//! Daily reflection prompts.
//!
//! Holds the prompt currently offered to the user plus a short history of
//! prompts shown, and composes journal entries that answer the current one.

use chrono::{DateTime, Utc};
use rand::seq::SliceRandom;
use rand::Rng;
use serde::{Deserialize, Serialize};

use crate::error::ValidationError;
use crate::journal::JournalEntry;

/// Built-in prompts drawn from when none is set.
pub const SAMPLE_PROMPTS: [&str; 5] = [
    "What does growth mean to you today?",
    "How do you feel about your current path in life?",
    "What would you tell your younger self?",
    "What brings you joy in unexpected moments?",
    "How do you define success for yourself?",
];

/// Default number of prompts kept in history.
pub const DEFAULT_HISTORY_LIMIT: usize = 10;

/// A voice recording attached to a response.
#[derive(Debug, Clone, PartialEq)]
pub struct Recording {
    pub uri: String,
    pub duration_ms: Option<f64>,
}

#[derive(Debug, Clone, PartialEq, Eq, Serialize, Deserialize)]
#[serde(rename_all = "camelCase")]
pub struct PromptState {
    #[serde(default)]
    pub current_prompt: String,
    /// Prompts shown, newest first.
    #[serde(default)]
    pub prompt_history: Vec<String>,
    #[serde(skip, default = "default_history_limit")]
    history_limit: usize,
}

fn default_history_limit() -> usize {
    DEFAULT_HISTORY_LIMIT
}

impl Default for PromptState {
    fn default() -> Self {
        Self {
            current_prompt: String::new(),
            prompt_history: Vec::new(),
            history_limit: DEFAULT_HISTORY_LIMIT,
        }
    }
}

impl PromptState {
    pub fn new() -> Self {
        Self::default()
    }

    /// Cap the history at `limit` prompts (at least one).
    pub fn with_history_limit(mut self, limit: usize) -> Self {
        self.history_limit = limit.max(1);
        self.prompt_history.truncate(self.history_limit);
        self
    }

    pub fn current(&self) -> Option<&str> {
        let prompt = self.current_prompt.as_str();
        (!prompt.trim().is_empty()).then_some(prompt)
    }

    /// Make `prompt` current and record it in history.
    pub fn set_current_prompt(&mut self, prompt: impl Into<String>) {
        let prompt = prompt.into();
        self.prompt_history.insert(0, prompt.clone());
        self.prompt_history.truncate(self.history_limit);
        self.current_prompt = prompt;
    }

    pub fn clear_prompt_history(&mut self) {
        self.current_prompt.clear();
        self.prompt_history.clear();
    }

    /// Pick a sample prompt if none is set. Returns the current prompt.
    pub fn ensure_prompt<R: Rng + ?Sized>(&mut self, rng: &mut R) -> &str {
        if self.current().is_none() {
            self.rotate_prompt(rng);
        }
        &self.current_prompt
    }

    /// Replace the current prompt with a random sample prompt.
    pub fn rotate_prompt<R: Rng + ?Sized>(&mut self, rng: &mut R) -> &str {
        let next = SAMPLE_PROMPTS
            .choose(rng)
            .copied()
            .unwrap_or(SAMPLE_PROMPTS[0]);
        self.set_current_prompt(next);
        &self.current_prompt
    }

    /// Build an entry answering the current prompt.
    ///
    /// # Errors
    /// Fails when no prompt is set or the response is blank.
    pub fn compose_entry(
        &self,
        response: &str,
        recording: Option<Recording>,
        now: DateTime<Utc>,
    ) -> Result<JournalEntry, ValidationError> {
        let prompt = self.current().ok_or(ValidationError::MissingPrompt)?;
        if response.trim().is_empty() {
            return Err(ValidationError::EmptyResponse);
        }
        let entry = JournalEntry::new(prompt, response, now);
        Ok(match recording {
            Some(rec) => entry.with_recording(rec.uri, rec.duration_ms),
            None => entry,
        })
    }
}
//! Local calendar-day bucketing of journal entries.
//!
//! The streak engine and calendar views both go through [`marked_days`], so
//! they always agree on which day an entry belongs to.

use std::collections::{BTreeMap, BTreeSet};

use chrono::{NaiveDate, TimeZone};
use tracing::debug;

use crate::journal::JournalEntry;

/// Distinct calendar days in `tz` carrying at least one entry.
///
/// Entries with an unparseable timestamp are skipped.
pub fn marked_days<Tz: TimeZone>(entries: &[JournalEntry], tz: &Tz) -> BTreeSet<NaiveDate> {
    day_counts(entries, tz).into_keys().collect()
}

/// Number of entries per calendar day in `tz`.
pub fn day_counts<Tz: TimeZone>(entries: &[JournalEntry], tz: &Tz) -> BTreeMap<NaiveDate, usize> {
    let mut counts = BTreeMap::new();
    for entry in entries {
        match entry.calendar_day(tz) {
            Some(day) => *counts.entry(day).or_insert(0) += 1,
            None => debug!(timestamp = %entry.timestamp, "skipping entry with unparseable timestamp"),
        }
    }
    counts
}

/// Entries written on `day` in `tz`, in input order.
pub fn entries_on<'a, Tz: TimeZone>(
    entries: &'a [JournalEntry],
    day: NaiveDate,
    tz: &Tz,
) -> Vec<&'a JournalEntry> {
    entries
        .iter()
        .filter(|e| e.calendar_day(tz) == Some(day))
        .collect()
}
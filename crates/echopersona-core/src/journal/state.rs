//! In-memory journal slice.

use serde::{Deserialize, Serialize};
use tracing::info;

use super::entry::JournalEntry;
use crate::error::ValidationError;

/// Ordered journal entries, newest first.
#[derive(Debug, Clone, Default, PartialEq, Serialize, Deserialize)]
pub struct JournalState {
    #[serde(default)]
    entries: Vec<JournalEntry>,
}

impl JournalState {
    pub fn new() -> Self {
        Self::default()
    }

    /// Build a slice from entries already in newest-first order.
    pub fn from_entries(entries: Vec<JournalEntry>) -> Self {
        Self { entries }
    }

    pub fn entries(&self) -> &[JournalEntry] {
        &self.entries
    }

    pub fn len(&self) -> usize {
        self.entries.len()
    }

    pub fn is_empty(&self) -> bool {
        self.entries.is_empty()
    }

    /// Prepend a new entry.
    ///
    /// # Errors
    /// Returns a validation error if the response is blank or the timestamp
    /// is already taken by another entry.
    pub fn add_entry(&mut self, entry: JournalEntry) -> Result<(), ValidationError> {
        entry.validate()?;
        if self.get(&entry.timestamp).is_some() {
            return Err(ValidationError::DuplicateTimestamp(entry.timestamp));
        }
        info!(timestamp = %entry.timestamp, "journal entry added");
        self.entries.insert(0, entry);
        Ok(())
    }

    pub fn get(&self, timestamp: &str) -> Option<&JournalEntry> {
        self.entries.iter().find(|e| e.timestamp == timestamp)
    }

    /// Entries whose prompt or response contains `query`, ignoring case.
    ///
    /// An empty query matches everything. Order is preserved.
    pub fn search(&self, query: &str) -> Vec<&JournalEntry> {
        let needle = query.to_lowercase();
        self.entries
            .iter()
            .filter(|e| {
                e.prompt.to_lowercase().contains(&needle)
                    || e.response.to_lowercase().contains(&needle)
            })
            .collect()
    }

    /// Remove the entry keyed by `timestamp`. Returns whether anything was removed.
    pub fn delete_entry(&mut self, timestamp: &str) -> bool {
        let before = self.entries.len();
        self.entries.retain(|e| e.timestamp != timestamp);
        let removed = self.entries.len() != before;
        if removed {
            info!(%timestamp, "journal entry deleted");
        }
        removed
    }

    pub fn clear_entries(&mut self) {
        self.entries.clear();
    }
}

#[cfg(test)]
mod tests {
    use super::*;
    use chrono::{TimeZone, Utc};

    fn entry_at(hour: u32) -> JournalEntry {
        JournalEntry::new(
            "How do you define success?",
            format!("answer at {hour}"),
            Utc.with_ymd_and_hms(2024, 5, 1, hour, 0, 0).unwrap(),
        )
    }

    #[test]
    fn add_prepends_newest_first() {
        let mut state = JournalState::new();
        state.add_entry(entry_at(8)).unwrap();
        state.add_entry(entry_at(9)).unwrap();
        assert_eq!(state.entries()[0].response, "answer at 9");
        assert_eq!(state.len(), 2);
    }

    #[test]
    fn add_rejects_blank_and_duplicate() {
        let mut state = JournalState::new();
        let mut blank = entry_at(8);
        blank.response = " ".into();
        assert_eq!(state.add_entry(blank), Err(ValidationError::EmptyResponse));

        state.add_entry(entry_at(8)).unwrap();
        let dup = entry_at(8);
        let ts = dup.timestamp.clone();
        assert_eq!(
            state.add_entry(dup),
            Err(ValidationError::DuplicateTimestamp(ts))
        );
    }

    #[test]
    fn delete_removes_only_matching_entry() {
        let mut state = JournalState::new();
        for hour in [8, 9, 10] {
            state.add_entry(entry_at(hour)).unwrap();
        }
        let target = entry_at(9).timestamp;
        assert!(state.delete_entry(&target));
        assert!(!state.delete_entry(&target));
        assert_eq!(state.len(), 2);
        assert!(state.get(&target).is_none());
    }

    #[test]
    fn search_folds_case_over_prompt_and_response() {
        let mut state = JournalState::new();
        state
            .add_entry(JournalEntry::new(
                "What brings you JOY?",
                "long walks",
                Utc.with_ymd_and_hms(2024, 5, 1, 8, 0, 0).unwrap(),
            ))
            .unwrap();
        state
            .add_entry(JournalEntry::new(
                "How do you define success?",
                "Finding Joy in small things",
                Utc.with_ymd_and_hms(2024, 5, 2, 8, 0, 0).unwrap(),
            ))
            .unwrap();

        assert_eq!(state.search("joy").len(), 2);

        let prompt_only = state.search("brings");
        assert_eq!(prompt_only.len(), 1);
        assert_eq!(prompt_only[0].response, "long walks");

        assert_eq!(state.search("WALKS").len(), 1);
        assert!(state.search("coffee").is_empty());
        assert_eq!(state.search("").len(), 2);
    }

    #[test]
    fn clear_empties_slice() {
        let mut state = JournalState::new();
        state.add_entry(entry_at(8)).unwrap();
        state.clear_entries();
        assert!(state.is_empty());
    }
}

*Problem statement:* Search the preceding listing for the word "Build" and pull out every line that holds it.

*Solution to this task:*
    /// Build an entry answering the current prompt.
    /// Build a slice from entries already in newest-first order.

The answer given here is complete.